Bilt Rewards baru-baru ini meluncurkan “AI Concierge” dalam aplikasinya, yang awalnya dipasarkan sebagai alat untuk memesan perjalanan, membuat reservasi restoran, atau menjadwalkan layanan menggunakan poin reward. Namun, pengguna menyadari bahwa kemampuan AI jauh melampaui fitur yang diiklankan, berfungsi secara efektif sebagai alternatif gratis dan tersedia untuk layanan AI berbayar seperti ChatGPT dan Claude.
AI dapat menulis dan mengeksekusi kode, menganalisis data, dan menangani permintaan kompleks tanpa memerlukan “jailbreaking” khusus atau rekayasa cepat. Seorang pengguna berhasil meminta sistem untuk membuat cache dalam memori Python dengan logika kedaluwarsa time-to-live (TTL), yang menunjukkan kemahiran pengkodeannya:
AI juga mendukung pengunggahan gambar, meskipun fungsinya tidak konsisten. Meskipun mengklaim ketidakmampuan untuk menganalisis gambar yang diunggah, keberadaan fitur unggahan menunjukkan potensi lebih lanjut yang belum dimanfaatkan.

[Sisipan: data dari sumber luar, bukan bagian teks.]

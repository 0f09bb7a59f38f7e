//! Commands valid once authenticated.

use std::sync::Arc;

use tokio::io::{AsyncRead, AsyncWrite};

use super::Client;
use super::states::{Authenticated, Selected};
use crate::Result;
use crate::command::Command;
use crate::response;

impl<S> Client<S, Authenticated>
where
    S: AsyncRead + AsyncWrite + Unpin,
{
    /// Selects a mailbox read-write. Returns the client in the selected
    /// state together with the mailbox's message count.
    pub async fn select(mut self, mailbox: &str) -> Result<(Client<S, Selected>, u32)> {
        let responses = self
            .execute(&Command::Select {
                mailbox: mailbox.to_string(),
            })
            .await?;
        let exists = response::parse_exists(&responses).unwrap_or(0);
        tracing::debug!(mailbox, exists, "mailbox selected");

        let client = self.transition(Selected {
            mailbox: Arc::from(mailbox),
            exists,
        });
        Ok((client, exists))
    }
}
//! SMTP command serialization.

use crate::types::{Address, AuthMechanism};

/// SMTP command.
#[derive(Debug, Clone, PartialEq, Eq)]
pub enum Command {
    /// EHLO - Extended greeting
    Ehlo {
        /// Client hostname
        hostname: String,
    },
    /// STARTTLS - Upgrade to TLS
    StartTls,
    /// AUTH - Begin authentication
    Auth {
        /// Authentication mechanism
        mechanism: AuthMechanism,
        /// Initial response (SASL-IR)
        initial_response: Option<String>,
    },
    /// MAIL FROM - Start mail transaction
    MailFrom {
        /// Sender address
        from: Address,
    },
    /// RCPT TO - Add recipient
    RcptTo {
        /// Recipient address
        to: Address,
    },
    /// DATA - Begin message data
    Data,
    /// QUIT - Close connection
    Quit,
}

impl Command {
    /// Serializes the command to bytes, including the trailing CRLF.
    #[must_use]
    pub fn serialize(&self) -> Vec<u8> {
        let mut line = match self {
            Self::Ehlo { hostname } => format!("EHLO {hostname}"),
            Self::StartTls => "STARTTLS".to_string(),
            Self::Auth {
                mechanism,
                initial_response: Some(resp),
            } => format!("AUTH {} {resp}", mechanism.as_str()),
            Self::Auth {
                mechanism,
                initial_response: None,
            } => format!("AUTH {}", mechanism.as_str()),
            Self::MailFrom { from } => format!("MAIL FROM:<{from}>"),
            Self::RcptTo { to } => format!("RCPT TO:<{to}>"),
            Self::Data => "DATA".to_string(),
            Self::Quit => "QUIT".to_string(),
        }
        .into_bytes();

        line.extend_from_slice(b"\r\n");
        line
    }
}

/// Normalizes a message body for the DATA phase.
///
/// Line endings become CRLF, lines starting with `.` are dot-stuffed and the
/// `.` terminator line is appended.
#[must_use]
pub fn encode_data(message: &[u8]) -> Vec<u8> {
    let mut out = Vec::with_capacity(message.len() + 16);
    let body = message.strip_suffix(b"\n").unwrap_or(message);
    let body = body.strip_suffix(b"\r").unwrap_or(body);

    if !body.is_empty() {
        for line in body.split(|&b| b == b'\n') {
            let line = line.strip_suffix(b"\r").unwrap_or(line);
            if line.first() == Some(&b'.') {
                out.push(b'.');
            }
            out.extend_from_slice(line);
            out.extend_from_slice(b"\r\n");
        }
    }

    out.extend_from_slice(b".\r\n");
    out
}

Mengapa hal ini penting: Kemunculan AI canggih yang tertanam dalam aplikasi reward menggarisbawahi tren yang lebih luas: kemampuan AI kini semakin mudah diakses dan diintegrasikan ke dalam layanan sehari-hari. Hal ini menantang model AI berbasis langganan yang ada, yang berpotensi mengganggu pasar dengan menawarkan fungsionalitas serupa secara gratis kepada anggota Bilt Rewards.
Kemampuan Bilt AI untuk menggantikan model AI tingkat menengah yang gratis menunjukkan kemajuan yang signifikan dibandingkan tahun lalu.
Bagi pengguna yang sudah menggunakan aplikasi Bilt, hal ini menunjukkan peningkatan fungsionalitas secara langsung—yang pada dasarnya adalah chatbot AI yang berfungsi penuh tanpa biaya tambahan. Namun dampak jangka panjangnya masih harus dilihat. Akankah Bilt membatasi kemampuan ini? Akankah pesaing beradaptasi? Situasi saat ini menunjukkan bahwa AI bergerak melampaui produk yang berdiri sendiri dan tertanam dalam platform yang tidak terduga.